(Exercise goal)
This exercise asks for an exact transcription of every entry.
==== Excerpted data
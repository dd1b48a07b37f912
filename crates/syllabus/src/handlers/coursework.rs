//! Coursework handlers for assignments, quizzes and discussions.
//!
//! Writes are validated with `validate_coursework`; reads return records as
//! stored, including any that the aggregator would skip.

use axum::{
    extract::{rejection::FormRejection, Path, State},
    http::StatusCode,
    response::IntoResponse,
    Form, Json,
};

use syllabus_core::catalog::{validate_coursework, Coursework};
use syllabus_core::storage::RepositoryError;

use crate::{
    handlers::{
        error::{error_response, repository_error_response},
        AppError,
    },
    models::CourseworkForm,
    state::AppState,
};

/// List the coursework of a course (GET /api/courses/{id}/coursework).
pub async fn list_coursework(
    State(state): State<AppState>,
    Path(course_id): Path<String>,
) -> Result<Json<Vec<Coursework>>, AppError> {
    if state.course_repo.get_course(&course_id).await?.is_none() {
        return Err(RepositoryError::not_found("Course", &course_id).into());
    }

    let items = state
        .coursework_repo
        .list_coursework_for_course(&course_id)
        .await?;
    Ok(Json(items))
}

/// Create a piece of coursework under a course (POST /api/courses/{id}/coursework).
pub async fn create_coursework(
    State(state): State<AppState>,
    Path(course_id): Path<String>,
    form_result: Result<Form<CourseworkForm>, FormRejection>,
) -> Result<impl IntoResponse, (StatusCode, String)> {
    let Form(payload) = form_result.map_err(|e| {
        error_response(
            StatusCode::BAD_REQUEST,
            format!("Failed to parse form: {e}"),
        )
    })?;

    tracing::debug!(payload = ?payload, %course_id, "Received create coursework request");

    let item = payload.into_coursework(&course_id, None);
    validate_coursework(&item)
        .map_err(|e| error_response(StatusCode::BAD_REQUEST, e.to_string()))?;

    state
        .coursework_repo
        .create_coursework(&item)
        .await
        .map_err(repository_error_response)?;

    tracing::info!(
        coursework_id = %item.id(),
        kind = %item.coursework_type(),
        %course_id,
        "Created new coursework"
    );

    Ok((StatusCode::CREATED, Json(item)))
}

/// Get a piece of coursework by ID (GET /api/coursework/{id}).
pub async fn get_coursework(
    State(state): State<AppState>,
    Path(id): Path<String>,
) -> Result<Json<Coursework>, AppError> {
    let item = state
        .coursework_repo
        .get_coursework(&id)
        .await?
        .ok_or_else(|| RepositoryError::not_found("Coursework", &id))?;
    Ok(Json(item))
}

/// Replace a piece of coursework (PUT /api/coursework/{id}).
///
/// The item stays under its course and keeps its id; its kind may change.
pub async fn update_coursework(
    State(state): State<AppState>,
    Path(id): Path<String>,
    form_result: Result<Form<CourseworkForm>, FormRejection>,
) -> Result<Json<Coursework>, (StatusCode, String)> {
    let Form(payload) = form_result.map_err(|e| {
        error_response(
            StatusCode::BAD_REQUEST,
            format!("Failed to parse form: {e}"),
        )
    })?;

    let existing = state
        .coursework_repo
        .get_coursework(&id)
        .await
        .map_err(repository_error_response)?
        .ok_or_else(|| repository_error_response(RepositoryError::not_found("Coursework", &id)))?;

    let item = payload.into_coursework(existing.course_id(), Some(&id));
    validate_coursework(&item)
        .map_err(|e| error_response(StatusCode::BAD_REQUEST, e.to_string()))?;

    state
        .coursework_repo
        .update_coursework(&item)
        .await
        .map_err(repository_error_response)?;

    tracing::info!(coursework_id = %id, "Updated coursework");

    Ok(Json(item))
}

/// Delete a piece of coursework by ID (DELETE /api/coursework/{id}).
pub async fn delete_coursework(
    State(state): State<AppState>,
    Path(id): Path<String>,
) -> Result<StatusCode, AppError> {
    state.coursework_repo.delete_coursework(&id).await?;

    tracing::info!(coursework_id = %id, "Deleted coursework");

    Ok(StatusCode::OK)
}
========
(Task answer)
repository dd1b48a07b37f912
filename crates/syllabus/src/handlers/coursework.rs
//! Coursework handlers for assignments, quizzes and discussions.
//!
//! Writes are validated with `validate_coursework`; reads return records as
//! stored, including any that the aggregator would skip.

use axum::{
    extract::{rejection::FormRejection, Path, State},
    http::StatusCode,
    response::IntoResponse,
    Form, Json,
};

use syllabus_core::catalog::{validate_coursework, Coursework};
use syllabus_core::storage::RepositoryError;

use crate::{
    handlers::{
        error::{error_response, repository_error_response},
        AppError,
    },
    models::CourseworkForm,
    state::AppState,
};

/// List the coursework of a course (GET /api/courses/{id}/coursework).
pub async fn list_coursework(
    State(state): State<AppState>,
    Path(course_id): Path<String>,
) -> Result<Json<Vec<Coursework>>, AppError> {
    if state.course_repo.get_course(&course_id).await?.is_none() {
        return Err(RepositoryError::not_found("Course", &course_id).into());
    }

    let items = state
        .coursework_repo
        .list_coursework_for_course(&course_id)
        .await?;
    Ok(Json(items))
}

/// Create a piece of coursework under a course (POST /api/courses/{id}/coursework).
pub async fn create_coursework(
    State(state): State<AppState>,
    Path(course_id): Path<String>,
    form_result: Result<Form<CourseworkForm>, FormRejection>,
) -> Result<impl IntoResponse, (StatusCode, String)> {
    let Form(payload) = form_result.map_err(|e| {
        error_response(
            StatusCode::BAD_REQUEST,
            format!("Failed to parse form: {e}"),
        )
    })?;

    tracing::debug!(payload = ?payload, %course_id, "Received create coursework request");

    let item = payload.into_coursework(&course_id, None);
    validate_coursework(&item)
        .map_err(|e| error_response(StatusCode::BAD_REQUEST, e.to_string()))?;

    state
        .coursework_repo
        .create_coursework(&item)
        .await
        .map_err(repository_error_response)?;

    tracing::info!(
        coursework_id = %item.id(),
        kind = %item.coursework_type(),
        %course_id,
        "Created new coursework"
    );

    Ok((StatusCode::CREATED, Json(item)))
}

/// Get a piece of coursework by ID (GET /api/coursework/{id}).
pub async fn get_coursework(
    State(state): State<AppState>,
    Path(id): Path<String>,
) -> Result<Json<Coursework>, AppError> {
    let item = state
        .coursework_repo
        .get_coursework(&id)
        .await?
        .ok_or_else(|| RepositoryError::not_found("Coursework", &id))?;
    Ok(Json(item))
}

/// Replace a piece of coursework (PUT /api/coursework/{id}).
///
/// The item stays under its course and keeps its id; its kind may change.
pub async fn update_coursework(
    State(state): State<AppState>,
    Path(id): Path<String>,
    form_result: Result<Form<CourseworkForm>, FormRejection>,
) -> Result<Json<Coursework>, (StatusCode, String)> {
    let Form(payload) = form_result.map_err(|e| {
        error_response(
            StatusCode::BAD_REQUEST,
            format!("Failed to parse form: {e}"),
        )
    })?;

    let existing = state
        .coursework_repo
        .get_coursework(&id)
        .await
        .map_err(repository_error_response)?
        .ok_or_else(|| repository_error_response(RepositoryError::not_found("Coursework", &id)))?;

    let item = payload.into_coursework(existing.course_id(), Some(&id));
    validate_coursework(&item)
        .map_err(|e| error_response(StatusCode::BAD_REQUEST, e.to_string()))?;

    state
        .coursework_repo
        .update_coursework(&item)
        .await
        .map_err(repository_error_response)?;

    tracing::info!(coursework_id = %id, "Updated coursework");

    Ok(Json(item))
}

/// Delete a piece of coursework by ID (DELETE /api/coursework/{id}).
pub async fn delete_coursework(
    State(state): State<AppState>,
    Path(id): Path<String>,
) -> Result<StatusCode, AppError> {
    state.coursework_repo.delete_coursework(&id).await?;

    tracing::info!(coursework_id = %id, "Deleted coursework");

    Ok(StatusCode::OK)
}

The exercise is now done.